Ferry police department adds bite
MARTINS FERRY — Spending 12 hours in a police car with a dog is not a bad thing.
Not at all — as long as you are not under arrest and that four-legged companion is Ecko.
Ecko is the new face and paws of the Martins Ferry Police Department, coming on board this summer, along with his officer/handler Chad Kuhn.
The City of Martins Ferry takes pride in its police department. That being the case, it invested a great deal in adding a canine unit.
“When looking to purchase a canine for our police department we took our time searching for the right dog for our community. Chief (John) McFarland looked at several different dogs at different training facilities but he wasn’t real impressed with what was available at the current time,” Mayor Paul Riethmiller said. “After searching and patiently waiting, we all heard about this outstanding canine named Ecko coming from overseas into the Cleveland airport, where he was picked up and transported to Columbus, to complete his drug searching techniques.”
“We soon learned that Ecko was the perfect fit for our community. He was trained overseas for search and rescue which will allow us to search for missing children or elderly residents in our city,” the mayor continued. “Ecko can also track suspects involved in criminal activities, and he already has tracked his first suspect over a mile before the arrest was made with the suspect hiding inside a structure.”
Kuhn, a Toronto native, was a highly regarded officer with the Alliance police force.

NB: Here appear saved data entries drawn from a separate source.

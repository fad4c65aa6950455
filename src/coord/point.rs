use std::fmt;

#[cfg(feature = "serde")]
use serde::{Deserialize, Serialize};

use crate::angle::DEGREE_SIGN;

use super::{CoordinateError, MAX_LATITUDE, MAX_LONGITUDE};

/// The point on the surface of a sphere, represented as the pair (latitude, longitude)
/// in decimal degrees.
///
/// No ellipsoidal correction is applied anywhere in the crate,
/// the Earth is treated as a perfect sphere.
#[derive(Debug, Copy, Clone, PartialEq)]
#[cfg_attr(feature = "serde", derive(Serialize, Deserialize))]
#[cfg_attr(feature = "serde", serde(try_from = "RawCoordinate"))]
pub struct GeoCoordinate {
    latitude: f64,
    longitude: f64,
}

/// The Kaaba, Mecca.
/// The target of every bearing in the compass session by default.
pub const KAABA: GeoCoordinate = GeoCoordinate {
    latitude: 21.4225,
    longitude: 39.8262,
};

impl GeoCoordinate {
    /// Construct a point from the given latitude and longitude degrees.
    ///
    /// # Errors
    /// - any of the values is not finite;
    /// - the latitude is not in the range `-90 <= lat <= 90`;
    /// - the longitude is not in the range `-180 <= lon <= 180`.
    pub fn new(latitude: f64, longitude: f64) -> Result<Self, CoordinateError> {
        if !latitude.is_finite() || !longitude.is_finite() {
            return Err(CoordinateError::NotFinite);
        }

        if latitude.abs() > MAX_LATITUDE {
            return Err(CoordinateError::LatitudeOutOfRange(latitude));
        }

        if longitude.abs() > MAX_LONGITUDE {
            return Err(CoordinateError::LongitudeOutOfRange(longitude));
        }

        Ok(Self {
            latitude,
            longitude,
        })
    }

    /// Degrees north (positive) or south (negative) of the equator
    pub fn latitude(self) -> f64 {
        self.latitude
    }

    /// Degrees east (positive) or west (negative) of the prime meridian
    pub fn longitude(self) -> f64 {
        self.longitude
    }

    /// Is the point represents a pole?
    /// All the longitudes at pole are singular, so the longitude of the pole can be any meridian.
    pub fn is_pole(self) -> bool {
        self.latitude.abs() == MAX_LATITUDE
    }
}

impl TryFrom<(f64, f64)> for GeoCoordinate {
    type Error = CoordinateError;

    fn try_from(value: (f64, f64)) -> Result<Self, Self::Error> {
        let (lat, lon) = value;
        Self::new(lat, lon)
    }
}

impl TryFrom<[f64; 2]> for GeoCoordinate {
    type Error = CoordinateError;

    fn try_from(value: [f64; 2]) -> Result<Self, Self::Error> {
        let [lat, lon] = value;
        Self::new(lat, lon)
    }
}

impl From<GeoCoordinate> for (f64, f64) {
    fn from(point: GeoCoordinate) -> Self {
        (point.latitude, point.longitude)
    }
}

#[cfg(feature = "serde")]
#[derive(Deserialize)]
struct RawCoordinate {
    latitude: f64,
    longitude: f64,
}

#[cfg(feature = "serde")]
impl TryFrom<RawCoordinate> for GeoCoordinate {
    type Error = CoordinateError;

    fn try_from(value: RawCoordinate) -> Result<Self, Self::Error> {
        Self::new(value.latitude, value.longitude)
    }
}

fn hemisphere(value: f64, positive: char, negative: char) -> Option<char> {
    if value > 0.0 {
        Some(positive)
    } else if value < 0.0 {
        Some(negative)
    } else {
        None
    }
}

impl fmt::Display for GeoCoordinate {
    fn fmt(&self, f: &mut fmt::Formatter<'_>) -> fmt::Result {
        if f.alternate() {
            write!(f, "Lat: {}{}", self.latitude.abs(), DEGREE_SIGN)?;
            if let Some(pole) = hemisphere(self.latitude, 'N', 'S') {
                write!(f, "{pole}")?;
            }

            write!(f, ", Long: {}{}", self.longitude.abs(), DEGREE_SIGN)?;
            if let Some(direction) = hemisphere(self.longitude, 'E', 'W') {
                write!(f, "{direction}")?;
            }
            Ok(())
        } else {
            write!(
                f,
                "({}{},{}{})",
                self.latitude, DEGREE_SIGN, self.longitude, DEGREE_SIGN
            )
        }
    }
}

#[cfg(test)]
mod tests {
    use pretty_assertions::assert_eq;
    use rstest::rstest;

    use super::*;

    #[test]
    fn kaaba() {
        assert_eq!(KAABA.latitude(), 21.4225);
        assert_eq!(KAABA.longitude(), 39.8262);
        assert_eq!(GeoCoordinate::new(21.4225, 39.8262).unwrap(), KAABA);
        assert!(!KAABA.is_pole());
    }

    #[rstest]
    #[case(90.0, 0.0)]
    #[case(-90.0, 0.0)]
    #[case(0.0, 180.0)]
    #[case(0.0, -180.0)]
    #[case(-6.2088, 106.8456)]
    fn boundaries_are_valid(#[case] lat: f64, #[case] lon: f64) {
        let point = GeoCoordinate::new(lat, lon).unwrap();
        assert_eq!(point.latitude(), lat);
        assert_eq!(point.longitude(), lon);
    }

    #[rstest]
    #[case(90.000_001, 0.0, CoordinateError::LatitudeOutOfRange(90.000_001))]
    #[case(-91.0, 0.0, CoordinateError::LatitudeOutOfRange(-91.0))]
    #[case(0.0, 180.5, CoordinateError::LongitudeOutOfRange(180.5))]
    #[case(0.0, -360.0, CoordinateError::LongitudeOutOfRange(-360.0))]
    #[case(f64::NAN, 0.0, CoordinateError::NotFinite)]
    #[case(0.0, f64::INFINITY, CoordinateError::NotFinite)]
    #[case(f64::NEG_INFINITY, f64::NAN, CoordinateError::NotFinite)]
    fn invalid(#[case] lat: f64, #[case] lon: f64, #[case] expected: CoordinateError) {
        assert_eq!(GeoCoordinate::new(lat, lon).unwrap_err(), expected);
    }

    #[test]
    fn poles() {
        assert!(GeoCoordinate::new(90.0, 12.0).unwrap().is_pole());
        assert!(GeoCoordinate::new(-90.0, -170.0).unwrap().is_pole());
        assert!(!GeoCoordinate::new(89.999, 0.0).unwrap().is_pole());
    }

    #[test]
    fn from_tuple_and_array() {
        let london: GeoCoordinate = (51.5074, -0.1278).try_into().unwrap();
        let london2: GeoCoordinate = [51.5074, -0.1278].try_into().unwrap();
        assert_eq!(london, london2);

        let pair: (f64, f64) = london.into();
        assert_eq!(pair, (51.5074, -0.1278));

        assert!(GeoCoordinate::try_from((100.0, 0.0)).is_err());
    }

    #[test]
    fn print() {
        let sydney = GeoCoordinate::new(-33.8688, 151.2093).unwrap();
        assert_eq!(format!("{sydney}"), "(-33.8688°,151.2093°)");
        assert_eq!(format!("{sydney:#}"), "Lat: 33.8688°S, Long: 151.2093°E");

        assert_eq!(format!("{KAABA:#}"), "Lat: 21.4225°N, Long: 39.8262°E");

        let origin = GeoCoordinate::new(0.0, 0.0).unwrap();
        assert_eq!(format!("{origin}"), "(0°,0°)");
        assert_eq!(format!("{origin:#}"), "Lat: 0°, Long: 0°");

        let new_york = GeoCoordinate::new(40.7128, -74.006).unwrap();
        assert_eq!(format!("{new_york:#}"), "Lat: 40.7128°N, Long: 74.006°W");
    }

    #[test]
    fn error_message() {
        let err = GeoCoordinate::new(-91.0, 0.0).unwrap_err();
        assert_eq!(err.to_string(), "Latitude -91 not in range [-90..90]");
    }

    #[cfg(feature = "serde")]
    #[test]
    fn serde_validates() {
        let json = serde_json::to_string(&KAABA).unwrap();
        assert_eq!(json, r#"{"latitude":21.4225,"longitude":39.8262}"#);

        let parsed: GeoCoordinate = serde_json::from_str(&json).unwrap();
        assert_eq!(parsed, KAABA);

        let bad = serde_json::from_str::<GeoCoordinate>(r#"{"latitude":95.0,"longitude":0.0}"#);
        assert!(bad.is_err());
    }
}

He was wooed to Ferry by Mayor Riethmiller’s and Police Chief McFarland’s hard-line stance on crime. It was a career move Kuhn never thinks twice about.
“We were looking to add a few full-time officers to our police force and the chief had mentioned about a young man by the name of Chad Kuhn, who was currently working in the Alliance area that was looking to come back to valley. After several trips back to the valley to see the chief, it was obvious that Chad would be a perfect fit for our department,” Riethmiller said. “Chad is a very bright and energetic young man who has a lot of experience working in a larger city but still has that home town personality that mixes well with the other officers and our residents. During the hiring process, we also found out that Chad was working with the canines in the Alliance area, so when asked by the chief, Chad accepted our offer to become our full-time canine officer.
“I accepted a pay cut to come here, but I am very happy and I would do it again. Mac (Chief McFarland) is pro-Martins Ferry and leads by example. He is not afraid to light us up if need be, but he has our backs and we all respect him. I would run through a wall for him,” said Kuhn.
I had the opportunity recently to ride with Kuhn and Ecko for a 12-hour shift during the Belmont County Drug Blitz. I discovered Ecko is integral in the fight against drugs in the Ohio Valley.
Ecko was key in a heroin bust the first day of the drug blitz. He is remarkable at sniffing out illegal substances. I had a first-hand look at that keen ability several times. Ferry police and other area departments will get much mileage from it.
Kuhn has developed a special bond with Ecko, spending 24/7 with the canine deputy.
“Ecko never has a bad day. Not many police officers can say that,” Kuhn noted. “He is a mascot that can kick butt. Hopefully, he never has to bite anyone.
“When he gets familiar with a person, he can become annoying. He become over friendly. But if he is given a command to go after someone, he becomes a terror. It is not a pretty sight,” Kuhn added. “We go back to Columbus twice a month for additional training.”
Kuhn says there is one downside of being partners with a police dog.
“Ecko is like a baby. You have to take constant care of him. I take Ecko home with me after work,” Kuhn said. “Sometimes that makes it difficult to take my wife and son places if we are going to be gone a good while. But that is a small price to pay for how many positives Ecko brings to the table.”